We expect that the Patient Protection and Affordable Care Act of 2010, as amended by the Health Care and Education Reconciliation Act of 2010, or collectively the ACA, as well as other healthcare reform measures that may be adopted in the future, may result in more rigorous coverage criteria and in additional downward pressure on the price that we may receive for any approved product, including NUPLAZID. An expansion in the government’s role in the U.S. healthcare industry may cause general downward pressure on the prices of prescription drug products, lower reimbursements for providers using our products, reduce product utilization and adversely affect our business and results of operations.
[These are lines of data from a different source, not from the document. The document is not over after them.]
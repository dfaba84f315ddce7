use crate::rest::{BoxClient, ClerkClient};

use log::info;
use tallystick::plurality::DefaultPluralityTally;

/// Verify every cast ballot against the clerk's key, then tally first
/// preferences. A ballot that fails verification aborts the tally: an
/// unauthorized ballot in the box means the roll cannot be trusted.
pub fn command_admin_tally(matches: &clap::ArgMatches, clerk_uri: &str, box_uri: &str) {
    let election_id = matches.value_of("election-id").unwrap();

    let clerk = ClerkClient::new(clerk_uri);
    let clerk_public = clerk.get_public_key().unwrap_or_else(|e| {
        eprintln!("blindvote admin tally: {}", e);
        std::process::exit(1);
    });

    let ballot_box = BoxClient::new(box_uri);
    let ballots = ballot_box.get_roll(election_id).unwrap_or_else(|e| {
        eprintln!("blindvote admin tally: {}", e);
        std::process::exit(1);
    });
    info!("fetched {} ballots for election {}", ballots.len(), election_id);

    if ballots.is_empty() {
        println!("no ballots cast in election {}", election_id);
        return;
    }

    let mut tally = DefaultPluralityTally::new(1);
    for ballot in &ballots {
        if let Err(e) = ballot.verify_blind_signature(&clerk_public) {
            eprintln!(
                "blindvote admin tally: ballot {} failed verification: {}",
                ballot.ballot_id, e
            );
            std::process::exit(1);
        }
        if let Some(choice) = ballot.vote.first() {
            tally.add(choice.to_string());
        }
    }

    println!(
        "{} ballots verified in election {}",
        ballots.len(),
        election_id
    );
    let winners = tally.winners().into_unranked();
    for winner in winners {
        println!("winner: {}", winner);
    }
}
It is unclear whether and to what extent, if at all, other anticipated developments resulting from the federal healthcare reform legislation, such as an increase in the number of people with health insurance and an increased focus on preventive medicine, may provide us additional revenue to offset fees enacted under the ACA on certain drug product sales, subject to limited exceptions. It is possible that these fees, if applicable, would adversely affect our financial performance. Any reduction in reimbursement from Medicare or other government programs may result in a similar reduction in payments from private payors. The implementation of cost containment measures or other healthcare reforms may prevent us from being able to generate revenue, attain profitability, or commercialize any products for which we receive regulatory approval, including NUPLAZID.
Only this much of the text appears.